Unfortunately, by focusing solely on potential job losses (sincerely unfortunate though they would be), the larger more serious problem of the entrenched military-industrial complex, that a departing President Eisenhower so famously warned us about, and the enormous waste associated with the bloated Pentagon bureaucracy has been largely ignored.

For years, NTU has maintained a steady drum beat against costly, wasteful, and all too often unnecessary projects and programs. These include the risky and highly experimental IIB version of the Standard Missile-3, the costly Medium Extended Air Defense System, the superfluous F-35 joint strike fighter engine, the unreliable V-22 Osprey, and the similarly beleaguered F-35B aircraft  - just to name a few!

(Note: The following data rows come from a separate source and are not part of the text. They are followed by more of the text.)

//! The version-control engine.
//!
//! A [`Repository`] is opened once per command. It owns the mutable state
//! (the staging [`Index`] and the branch [`Refs`]), checks every
//! precondition of an operation before touching anything, and only writes
//! that state back when [`Repository::flush`] is called. Blobs and commits
//! are write-once and go straight to their stores.

use std::path::Path;

use chrono::Local;

use crate::{
    blob::Blob,
    commit::Commit,
    commit_graph::CommitGraph,
    dot_rev::{read_json, write_json, DotRev},
    error::{Error, Result},
    index::{Index, Removal},
    merge::{self, Resolution},
    object_id::ObjectId,
    object_store::{directory::DirectoryObjectStore, JsonStore, ObjectStore},
    refs::Refs,
    status::Status,
    workdir::WorkDir,
};

pub struct Repository {
    dot_rev: DotRev,
    work_dir: WorkDir,
    blobs: DirectoryObjectStore,
    commits: DirectoryObjectStore,
    staging: DirectoryObjectStore,
    index: Index,
    refs: Refs,
}

/// How a merge finished, when it did not fail.
#[derive(Debug, Clone, PartialEq, Eq)]
pub enum MergeOutcome {
    /// The target is already reachable from head; nothing changed.
    AlreadyMerged,
    /// Head was an ancestor of the target; the current branch now points at
    /// the target's tip.
    FastForwarded,
    /// A two-parent merge commit was created.
    Merged { commit: ObjectId, conflict: bool },
}

impl Repository {
    /// Creates a repository in `work_dir` holding only the initial commit on
    /// the default branch.
    pub fn init(work_dir: &Path) -> Result<Self> {
        let dot_rev = DotRev::init(work_dir)?;
        let initial = Commit::initial()?;
        dot_rev.commits()?.insert_json(initial.uid(), &initial)?;
        let repository = Self::assemble(work_dir, dot_rev, Index::default(), Refs::new(initial.uid()))?;
        repository.flush()?;
        Ok(repository)
    }

    pub fn open(work_dir: &Path) -> Result<Self> {
        let dot_rev = DotRev::existing(work_dir)?;
        let index = read_json(&dot_rev.index_path())?;
        let refs = Refs::load(&dot_rev)?;
        Self::assemble(work_dir, dot_rev, index, refs)
    }

    fn assemble(work_dir: &Path, dot_rev: DotRev, index: Index, refs: Refs) -> Result<Self> {
        Ok(Repository {
            work_dir: WorkDir::new(work_dir.to_path_buf(), dot_rev.ignores()?),
            blobs: dot_rev.blobs()?,
            commits: dot_rev.commits()?,
            staging: dot_rev.staging()?,
            dot_rev,
            index,
            refs,
        })
    }

    /// Persists the index and the branch table.
    pub fn flush(&self) -> Result<()> {
        write_json(&self.index, &self.dot_rev.index_path())?;
        self.refs.save(&self.dot_rev)
    }

    pub fn index(&self) -> &Index {
        &self.index
    }

    pub fn refs(&self) -> &Refs {
        &self.refs
    }

    pub fn work_dir(&self) -> &WorkDir {
        &self.work_dir
    }

    pub fn commit_by_id(&self, id: ObjectId) -> Result<Commit> {
        self.commits.read_json(id)
    }

    pub fn head_commit(&self) -> Result<Commit> {
        self.commit_by_id(self.refs.head_commit())
    }

    /// Looks a commit up by its id or any unique prefix of it.
    pub fn resolve_commit(&self, prefix: &str) -> Result<Commit> {
        let id = self.commits.resolve_prefix(prefix)?;
        self.commit_by_id(id)
    }

    /// Stored content of a blob.
    pub fn blob_content(&self, id: ObjectId) -> Result<Vec<u8>> {
        match self.blobs.read(id)? {
            Some(content) => Ok(content),
            None => self.staging.read(id)?.ok_or(Error::MissingObject(id)),
        }
    }

    fn graph(&self) -> CommitGraph<impl Fn(ObjectId) -> Result<Commit> + '_> {
        CommitGraph::new(move |id| self.commit_by_id(id))
    }

    pub fn add(&mut self, name: &str) -> Result<()> {
        let blob = self.work_dir.blob(name)?.ok_or(Error::FileDoesNotExist)?;
        let head = self.head_commit()?;
        self.index
            .stage_add(&blob, &head, &mut self.staging, &self.blobs)
    }

    pub fn rm(&mut self, name: &str) -> Result<()> {
        let head = self.head_commit()?;
        if self.index.stage_remove(name, &head, &mut self.staging)? == Removal::Untracked {
            self.work_dir.delete(name)?;
        }
        Ok(())
    }

    pub fn commit(&mut self, message: &str) -> Result<Commit> {
        if message.is_empty() {
            return Err(Error::EmptyMessage);
        }
        if self.index.is_empty() {
            return Err(Error::NoChanges);
        }
        self.commit_index(message, None)
    }

    /// Turns the index into a child of the head commit and advances the
    /// current branch to it.
    fn commit_index(&mut self, message: &str, second_parent: Option<ObjectId>) -> Result<Commit> {
        let head = self.head_commit()?;
        let commit = Commit::child(
            message,
            &head,
            second_parent,
            self.index.staged(),
            self.index.removed(),
            Local::now().fixed_offset(),
        )?;
        self.index.flush_staged(&mut self.staging, &mut self.blobs)?;
        if !self.commits.insert_json(commit.uid(), &commit)? {
            log::warn!("commit {} already stored", commit.uid());
        }
        self.refs.move_current_branch(commit.uid());
        self.index.clear(&mut self.staging)?;
        log::info!("committed {} on {}", commit.uid(), self.refs.head());
        Ok(commit)
    }

    /// The head commit and its first-parent ancestry.
    pub fn log(&self) -> Result<Vec<Commit>> {
        self.graph().first_parent_chain(&self.head_commit()?)
    }

    /// Every commit ever made, in id order.
    pub fn global_log(&self) -> Result<Vec<Commit>> {
        self.commits
            .ids()?
            .into_iter()
            .map(|id| self.commit_by_id(id))
            .collect()
    }

    /// Ids of the commits carrying exactly `message`.
    pub fn find(&self, message: &str) -> Result<Vec<ObjectId>> {
        let found: Vec<ObjectId> = self
            .global_log()?
            .into_iter()
            .filter(|commit| commit.message() == message)
            .map(|commit| commit.uid())
            .collect();
        if found.is_empty() {
            return Err(Error::NoMatchingCommit);
        }
        Ok(found)
    }

    pub fn status(&self) -> Result<Status> {
        Status::compute(&self.refs, &self.index, &self.head_commit()?, &self.work_dir)
    }

    /// Restores the head commit's version of `name`.
    pub fn checkout_file(&self, name: &str) -> Result<()> {
        self.work_dir
            .checkout_file(&self.head_commit()?, name, &self.blobs)
    }

    /// Restores the version of `name` from the commit `prefix` names.
    pub fn checkout_file_in(&self, prefix: &str, name: &str) -> Result<()> {
        let commit = self.resolve_commit(prefix)?;
        self.work_dir.checkout_file(&commit, name, &self.blobs)
    }

    pub fn checkout_branch(&mut self, name: &str) -> Result<()> {
        let target = self.refs.branch(name).ok_or(Error::NoSuchCheckoutBranch)?;
        if self.refs.head() == name {
            return Err(Error::AlreadyOnBranch);
        }
        let head = self.head_commit()?;
        self.work_dir.ensure_no_untracked(&head, &self.index)?;
        let target = self.commit_by_id(target)?;
        self.work_dir.materialize(&target, &self.blobs)?;
        self.index.clear(&mut self.staging)?;
        self.refs.switch_head(name)
    }

    pub fn branch(&mut self, name: &str) -> Result<()> {
        self.refs.create_branch(name)
    }

    pub fn rm_branch(&mut self, name: &str) -> Result<()> {
        self.refs.delete_branch(name)
    }

    /// Moves the current branch to the commit `prefix` names and checks it
    /// out.
    pub fn reset(&mut self, prefix: &str) -> Result<()> {
        let target = self.resolve_commit(prefix)?;
        let head = self.head_commit()?;
        self.work_dir.ensure_no_untracked(&head, &self.index)?;
        self.move_to(&target)
    }

    fn move_to(&mut self, target: &Commit) -> Result<()> {
        self.work_dir.materialize(target, &self.blobs)?;
        self.index.clear(&mut self.staging)?;
        self.refs.move_current_branch(target.uid());
        Ok(())
    }

    /// Merges the branch `name` into the current branch.
    pub fn merge(&mut self, name: &str) -> Result<MergeOutcome> {
        if !self.index.is_empty() {
            return Err(Error::UncommittedChanges);
        }
        let target = self.refs.branch(name).ok_or(Error::NoSuchBranch)?;
        if self.refs.head() == name {
            return Err(Error::MergeWithSelf);
        }
        let head = self.head_commit()?;
        self.work_dir.ensure_no_untracked(&head, &self.index)?;

        let target = self.commit_by_id(target)?;
        let split = self.graph().split_point(&head, &target)?;
        if split.uid() == target.uid() {
            return Ok(MergeOutcome::AlreadyMerged);
        }
        if split.uid() == head.uid() {
            self.move_to(&target)?;
            return Ok(MergeOutcome::FastForwarded);
        }

        let mut take_target = Vec::new();
        let mut conflict = false;
        for (file, resolution) in merge::plan(&split, &head, &target) {
            match resolution {
                Resolution::TakeTarget(blob) => {
                    self.index.stage_stored(&file, blob);
                    take_target.push(file);
                }
                Resolution::Remove => self.rm(&file)?,
                Resolution::Conflict { head: ours, target: theirs } => {
                    conflict = true;
                    let ours = self.optional_content(ours)?;
                    let theirs = self.optional_content(theirs)?;
                    let content = merge::conflict_content(&ours, &theirs);
                    self.work_dir.write(&file, &content)?;
                    let blob = Blob::new(file, content);
                    self.index
                        .stage_add(&blob, &head, &mut self.staging, &self.blobs)?;
                }
            }
        }

        let message = format!("Merged {} into {}.", name, self.refs.head());
        let commit = self.commit_index(&message, Some(target.uid()))?;
        for file in take_target {
            self.work_dir.checkout_file(&commit, &file, &self.blobs)?;
        }
        Ok(MergeOutcome::Merged {
            commit: commit.uid(),
            conflict,
        })
    }

    fn optional_content(&self, blob: Option<ObjectId>) -> Result<Vec<u8>> {
        match blob {
            Some(id) => self.blob_content(id),
            None => Ok(Vec::new()),
        }
    }
}

#[cfg(test)]
fn write(dir: &Path, name: &str, content: &str) {
    std::fs::write(dir.join(name), content).unwrap();
}

#[test]
fn test_init_and_reopen() {
    let tempdir = tempfile::tempdir().unwrap();
    let repo = Repository::init(tempdir.path()).unwrap();
    let head = repo.head_commit().unwrap();
    assert!(head.is_initial());
    assert!(matches!(
        Repository::init(tempdir.path()),
        Err(Error::AlreadyInitialized)
    ));
    let reopened = Repository::open(tempdir.path()).unwrap();
    assert_eq!(reopened.head_commit().unwrap(), head);
    assert_eq!(reopened.refs().head(), "master");
}

#[test]
fn test_open_uninitialized() {
    let tempdir = tempfile::tempdir().unwrap();
    assert!(matches!(
        Repository::open(tempdir.path()),
        Err(Error::NotInitialized)
    ));
}

#[test]
fn test_commit_preconditions() {
    let tempdir = tempfile::tempdir().unwrap();
    let mut repo = Repository::init(tempdir.path()).unwrap();
    assert!(matches!(repo.commit("nothing"), Err(Error::NoChanges)));
    write(tempdir.path(), "a.txt", "hello");
    repo.add("a.txt").unwrap();
    assert!(matches!(repo.commit(""), Err(Error::EmptyMessage)));
    assert!(matches!(repo.add("missing.txt"), Err(Error::FileDoesNotExist)));
    let commit = repo.commit("add a").unwrap();
    assert!(repo.index().is_empty());
    assert_eq!(repo.refs().head_commit(), commit.uid());
    assert_eq!(
        repo.blob_content(commit.blob("a.txt").unwrap()).unwrap(),
        b"hello"
    );
}

#[test]
fn test_removal_only_commit() {
    let tempdir = tempfile::tempdir().unwrap();
    let mut repo = Repository::init(tempdir.path()).unwrap();
    write(tempdir.path(), "a.txt", "hello");
    repo.add("a.txt").unwrap();
    repo.commit("add a").unwrap();
    repo.rm("a.txt").unwrap();
    assert!(!tempdir.path().join("a.txt").exists());
    let commit = repo.commit("drop a").unwrap();
    assert!(commit.files().is_empty());
}

#[test]
fn test_flush_round_trip() {
    let tempdir = tempfile::tempdir().unwrap();
    let mut repo = Repository::init(tempdir.path()).unwrap();
    write(tempdir.path(), "a.txt", "hello");
    repo.add("a.txt").unwrap();
    repo.branch("side").unwrap();
    repo.flush().unwrap();
    let reopened = Repository::open(tempdir.path()).unwrap();
    assert_eq!(reopened.index(), repo.index());
    assert_eq!(reopened.refs().branch("side"), Some(repo.refs().head_commit()));
}

#[test]
fn test_unflushed_state_is_discarded() {
    let tempdir = tempfile::tempdir().unwrap();
    let mut repo = Repository::init(tempdir.path()).unwrap();
    repo.branch("side").unwrap();
    drop(repo);
    let reopened = Repository::open(tempdir.path()).unwrap();
    assert_eq!(reopened.refs().branch("side"), None);
}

At a time of record spending and debt, with tough cuts looming just over the horizon, it can be hard to understand why programs with obvious, severe flaws that make little budgetary or strategic sense aren’t simply discontinued. This article from CNN, “Army to Congress: Thanks, but no Tanks,” articulates just how wasteful some defense spending can be, and just how hard it is to change:

CNN was allowed rare access to what amounts to a parking lot for more than 2,000 M-1 Abrams tanks. Here, about an hour's drive north of Reno, Nevada, the tanks have been collecting dust in the hot California desert because of a tiff between the Army and Congress.

The U.S. has more than enough combat tanks in the field to meet the nation's defense needs - so there's no sense in making repairs to these now, the Army's chief of staff Gen. Raymond T. Odierno told Congress earlier this year.

If the Pentagon holds off repairing, refurbishing or making new tanks for three years until new technologies are developed, the Army says it can save taxpayers as much as $3 billion.

But guess which group of civilians isn't inclined to agree with the generals on this point?

Congress.

To be exact, 173 House members - Democrats and Republicans - sent a letter April 20 to Defense Secretary Leon Panetta, urging him to continue supporting their decision to produce more tanks.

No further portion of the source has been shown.